To conduct this procedure, scientists first cooled fruit flies to anesthetize them. Then, the researchers carefully picked up the insects with tweezers and glued them to the tops of glass fibers in order to immobilize the flies' bodies and heads. Then, using a high-energy pulsed ultraviolet laser, the researchers blasted holes measuring 12 to 350 microns wide in the flies' heads. (In comparison, the average human hair is about 100 microns wide.) They then applied a saline solution to exposed tissue to help keep the fly brains healthy. (See Experiment Video).

The scientists then microscopically analyzed brain activity in the fruit flies. The insects in the experiment were genetically modified to generate a protein that emits a green glow in the presence of calcium ions, the flow of which is key to neural activity. By looking through these "windows" into the fruit flies' heads, the researchers successfully monitored calcium-ion-based activity in neurons in response to different smells.

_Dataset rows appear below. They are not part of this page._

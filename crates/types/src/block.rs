//! Blocks: signed headers plus transaction bodies.
//!
//! The header and body travel as two documents. The header alone, with its
//! collective signature and forward links, suffices to verify inclusion
//! proofs; the body carries the transactions and their outcomes.

use crate::bitfield::SignerBitfield;
use crate::crypto::{BlsSignature, CryptoError};
use crate::hash::{sha256, Hash};
use crate::roster::Roster;
use crate::signing::block_share_message;
use crate::transaction::ClientTransaction;
use parity_scale_codec::{Decode, Encode};

/// A BLS aggregate signature plus the bitmap of roster members that signed.
#[derive(Clone, Debug, PartialEq, Eq, Encode, Decode)]
pub struct CollectiveSignature {
    pub signature: BlsSignature,
    pub signers: SignerBitfield,
}

impl CollectiveSignature {
    /// Verify against the roster that produced it. Checks the threshold and
    /// the aggregate over the signing members' keys.
    pub fn verify(&self, roster: &Roster, message: &[u8]) -> Result<(), CryptoError> {
        if self.signers.count() < roster.threshold() {
            return Err(CryptoError::VerificationFailed);
        }
        let keys: Vec<_> = self
            .signers
            .set_indices()
            .filter_map(|i| roster.get(i as u32).map(|s| s.public_key.clone()))
            .collect();
        if keys.len() != self.signers.count() {
            return Err(CryptoError::VerificationFailed);
        }
        self.signature.verify_aggregate(message, &keys)
    }
}

/// A multi-level forward link from one block to a later one.
///
/// `signature` is the target block's collective signature, so walking links
/// from a trusted genesis verifies every hop with the roster current at the
/// time, in logarithmically many steps.
#[derive(Clone, Debug, PartialEq, Eq, Encode, Decode)]
pub struct ForwardLink {
    pub from: Hash,
    pub to: Hash,
    pub to_index: u64,
    /// Present when the link crosses a roster change.
    pub new_roster: Option<Roster>,
    pub signature: CollectiveSignature,
}

/// The small, signed, forward-linked document of a block.
#[derive(Clone, Debug, PartialEq, Eq, Encode, Decode)]
pub struct BlockHeader {
    /// Monotonic block index, 0 for genesis.
    pub index: u64,
    /// Content hash of the roster that signed this block.
    pub roster_id: Hash,
    /// Hashes of earlier blocks, one per skip level; `prev_hashes[0]` is the
    /// direct predecessor.
    pub prev_hashes: Vec<Hash>,
    /// Hash of the encoded `DataBody`.
    pub data_hash: Hash,
    /// Root of the state trie after applying this block's accepted
    /// transactions.
    pub trie_root: Hash,
    pub timestamp_ns: i64,
    /// Links to later blocks, filled in as successors are committed.
    pub forward_links: Vec<ForwardLink>,
    /// Collective signature over the header hash. Absent only while a
    /// candidate circulates for signing.
    pub signature: Option<CollectiveSignature>,
}

impl BlockHeader {
    /// Hash of the header's immutable fields. Forward links and the
    /// signature accrue after freezing, so they are excluded.
    pub fn hash(&self) -> Hash {
        #[derive(Encode)]
        struct Immutable<'a> {
            index: u64,
            roster_id: &'a Hash,
            prev_hashes: &'a Vec<Hash>,
            data_hash: &'a Hash,
            trie_root: &'a Hash,
            timestamp_ns: i64,
        }
        sha256(
            &Immutable {
                index: self.index,
                roster_id: &self.roster_id,
                prev_hashes: &self.prev_hashes,
                data_hash: &self.data_hash,
                trie_root: &self.trie_root,
                timestamp_ns: self.timestamp_ns,
            }
            .encode(),
        )
    }

    /// The message servers co-sign for this header on `chain_id`.
    pub fn share_message(&self, chain_id: crate::identifiers::ChainId) -> Vec<u8> {
        block_share_message(chain_id, self.index, &self.hash())
    }

    /// Verify the collective signature with the given roster.
    pub fn verify_signature(
        &self,
        chain_id: crate::identifiers::ChainId,
        roster: &Roster,
    ) -> Result<(), CryptoError> {
        let sig = self
            .signature
            .as_ref()
            .ok_or(CryptoError::VerificationFailed)?;
        sig.verify(roster, &self.share_message(chain_id))
    }
}

/// Outcome of one transaction within a block.
///
/// Rejected transactions stay in the body with `accepted = false` so clients
/// can audit the failure; only accepted ones contributed to the trie root.
#[derive(Clone, Debug, PartialEq, Eq, Encode, Decode)]
pub struct TxResult {
    pub accepted: bool,
    pub tx: ClientTransaction,
}

/// The transaction document of a block.
///
/// A view-change block carries no transactions; its payload is the
/// certificate that deposed the previous leader.
#[derive(Clone, Debug, PartialEq, Eq, Default, Encode, Decode)]
pub struct DataBody {
    pub tx_results: Vec<TxResult>,
    pub view_change: Option<crate::view_change::ViewChangeCertificate>,
}

impl DataBody {
    pub fn hash(&self) -> Hash {
        sha256(&self.encode())
    }
}

/// A complete block: header plus body.
#[derive(Clone, Debug, PartialEq, Eq, Encode, Decode)]
pub struct Block {
    pub header: BlockHeader,
    pub body: DataBody,
}

impl Block {
    pub fn hash(&self) -> Hash {
        self.header.hash()
    }
}

#[cfg(test)]
mod tests {
    use super::*;
    use crate::identifiers::ChainId;
    use crate::test_utils::test_roster;

    fn header() -> BlockHeader {
        BlockHeader {
            index: 3,
            roster_id: Hash::of(b"roster"),
            prev_hashes: vec![Hash::of(b"prev")],
            data_hash: Hash::of(b"data"),
            trie_root: Hash::of(b"root"),
            timestamp_ns: 1_700_000_000_000,
            forward_links: Vec::new(),
            signature: None,
        }
    }

    #[test]
    fn header_hash_excludes_signature_and_links() {
        let h = header();
        let base = h.hash();

        let mut signed = h.clone();
        signed.signature = Some(CollectiveSignature {
            signature: BlsSignature([0u8; 96]),
            signers: SignerBitfield::new(4),
        });
        assert_eq!(base, signed.hash());

        let mut mutated = h;
        mutated.trie_root = Hash::of(b"other root");
        assert_ne!(base, mutated.hash());
    }

    #[test]
    fn collective_signature_threshold_enforced() {
        let (roster, keys) = test_roster(4);
        let chain = ChainId(Hash::of(b"chain"));
        let h = header();
        let msg = h.share_message(chain);

        // Two signers out of four is below threshold (3).
        let sigs: Vec<_> = keys[..2].iter().map(|k| k.sign(&msg)).collect();
        let mut bitmap = SignerBitfield::new(4);
        bitmap.set(0);
        bitmap.set(1);
        let cs = CollectiveSignature {
            signature: BlsSignature::aggregate(&sigs).unwrap(),
            signers: bitmap,
        };
        assert!(cs.verify(&roster, &msg).is_err());

        // Three signers meet it.
        let sigs: Vec<_> = keys[..3].iter().map(|k| k.sign(&msg)).collect();
        let mut bitmap = SignerBitfield::new(4);
        (0..3).for_each(|i| bitmap.set(i));
        let cs = CollectiveSignature {
            signature: BlsSignature::aggregate(&sigs).unwrap(),
            signers: bitmap,
        };
        assert!(cs.verify(&roster, &msg).is_ok());
    }
}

Using lasers enabled the researchers to create these "windows" up to 100 times faster than they could be created manually. Moreover, these laser-cut windows were apparently substantially gentler on fly health than ones created by conventional surgery -- the researchers could image brain activity for longer than they could using the conventional method, up to 18 hours, about five to 20 times longer than prior microscopy studies of living, hand-dissected flies.